__What needs to be done__
Every record, from first to last, should be retyped word for word.

**** Data for the task

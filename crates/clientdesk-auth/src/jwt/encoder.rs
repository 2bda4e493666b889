//! JWT token creation.

use chrono::{DateTime, Duration, Utc};
use jsonwebtoken::{EncodingKey, Header, encode};
use uuid::Uuid;

use clientdesk_core::config::AuthConfig;
use clientdesk_core::error::AppError;
use clientdesk_entity::user::User;

use super::claims::Claims;

/// A signed token and its expiry.
#[derive(Debug, Clone, serde::Serialize, serde::Deserialize)]
pub struct IssuedToken {
    /// Encoded JWT.
    pub token: String,
    /// When the token stops being accepted.
    pub expires_at: DateTime<Utc>,
}

/// Creates signed HS256 bearer tokens.
#[derive(Clone)]
pub struct JwtEncoder {
    encoding_key: EncodingKey,
    ttl: Duration,
}

impl std::fmt::Debug for JwtEncoder {
    fn fmt(&self, f: &mut std::fmt::Formatter<'_>) -> std::fmt::Result {
        f.debug_struct("JwtEncoder").field("ttl", &self.ttl).finish()
    }
}

impl JwtEncoder {
    /// Creates a new encoder from auth configuration.
    pub fn new(config: &AuthConfig) -> Self {
        Self {
            encoding_key: EncodingKey::from_secret(config.jwt_secret.as_bytes()),
            ttl: Duration::minutes(config.token_ttl_minutes as i64),
        }
    }

    /// Lifetime of every issued token.
    pub fn ttl(&self) -> Duration {
        self.ttl
    }

    /// Signs a token for `user` bound to `session_id`, expiring at `expires_at`.
    pub fn issue(
        &self,
        user: &User,
        session_id: Uuid,
        expires_at: DateTime<Utc>,
    ) -> Result<IssuedToken, AppError> {
        let claims = Claims {
            sub: user.id,
            sid: session_id,
            role: user.role,
            name: user.name.clone(),
            iat: Utc::now().timestamp(),
            exp: expires_at.timestamp(),
            jti: Uuid::new_v4(),
        };

        let token = encode(&Header::default(), &claims, &self.encoding_key)
            .map_err(|e| AppError::internal(format!("Failed to encode token: {e}")))?;

        Ok(IssuedToken { token, expires_at })
    }
}
//! Database migration runner.

use sqlx::PgPool;
use tracing::info;

use clientdesk_core::error::{AppError, ErrorKind};

/// Run all pending database migrations.
pub async fn run_migrations(pool: &PgPool) -> Result<(), AppError> {
    info!("Running database migrations...");

    sqlx::migrate!("../../migrations")
        .run(pool)
        .await
        .map_err(|e| {
            AppError::with_source(
                ErrorKind::Database,
                format!("Failed to run migrations: {e}"),
                e,
            )
        })?;

    info!("Database migrations completed successfully");
    Ok(())
}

********

__Response box__
filename crates/clientdesk-auth/src/jwt/encoder.rs
repository 2bda4e493666b889
//! JWT token creation.

use chrono::{DateTime, Duration, Utc};
use jsonwebtoken::{EncodingKey, Header, encode};
use uuid::Uuid;

use clientdesk_core::config::AuthConfig;
use clientdesk_core::error::AppError;
use clientdesk_entity::user::User;

use super::claims::Claims;

/// A signed token and its expiry.
#[derive(Debug, Clone, serde::Serialize, serde::Deserialize)]
pub struct IssuedToken {
    /// Encoded JWT.
    pub token: String,
    /// When the token stops being accepted.
    pub expires_at: DateTime<Utc>,
}

/// Creates signed HS256 bearer tokens.
#[derive(Clone)]
pub struct JwtEncoder {
    encoding_key: EncodingKey,
    ttl: Duration,
}

impl std::fmt::Debug for JwtEncoder {
    fn fmt(&self, f: &mut std::fmt::Formatter<'_>) -> std::fmt::Result {
        f.debug_struct("JwtEncoder").field("ttl", &self.ttl).finish()
    }
}

impl JwtEncoder {
    /// Creates a new encoder from auth configuration.
    pub fn new(config: &AuthConfig) -> Self {
        Self {
            encoding_key: EncodingKey::from_secret(config.jwt_secret.as_bytes()),
            ttl: Duration::minutes(config.token_ttl_minutes as i64),
        }
    }

    /// Lifetime of every issued token.
    pub fn ttl(&self) -> Duration {
        self.ttl
    }

    /// Signs a token for `user` bound to `session_id`, expiring at `expires_at`.
    pub fn issue(
        &self,
        user: &User,
        session_id: Uuid,
        expires_at: DateTime<Utc>,
    ) -> Result<IssuedToken, AppError> {
        let claims = Claims {
            sub: user.id,
            sid: session_id,
            role: user.role,
            name: user.name.clone(),
            iat: Utc::now().timestamp(),
            exp: expires_at.timestamp(),
            jti: Uuid::new_v4(),
        };

        let token = encode(&Header::default(), &claims, &self.encoding_key)
            .map_err(|e| AppError::internal(format!("Failed to encode token: {e}")))?;

        Ok(IssuedToken { token, expires_at })
    }
}
//! Database migration runner.

use sqlx::PgPool;
use tracing::info;

use clientdesk_core::error::{AppError, ErrorKind};

/// Run all pending database migrations.
pub async fn run_migrations(pool: &PgPool) -> Result<(), AppError> {
    info!("Running database migrations...");

    sqlx::migrate!("../../migrations")
        .run(pool)
        .await
        .map_err(|e| {
            AppError::with_source(
                ErrorKind::Database,
                format!("Failed to run migrations: {e}"),
                e,
            )
        })?;

    info!("Database migrations completed successfully");
    Ok(())
}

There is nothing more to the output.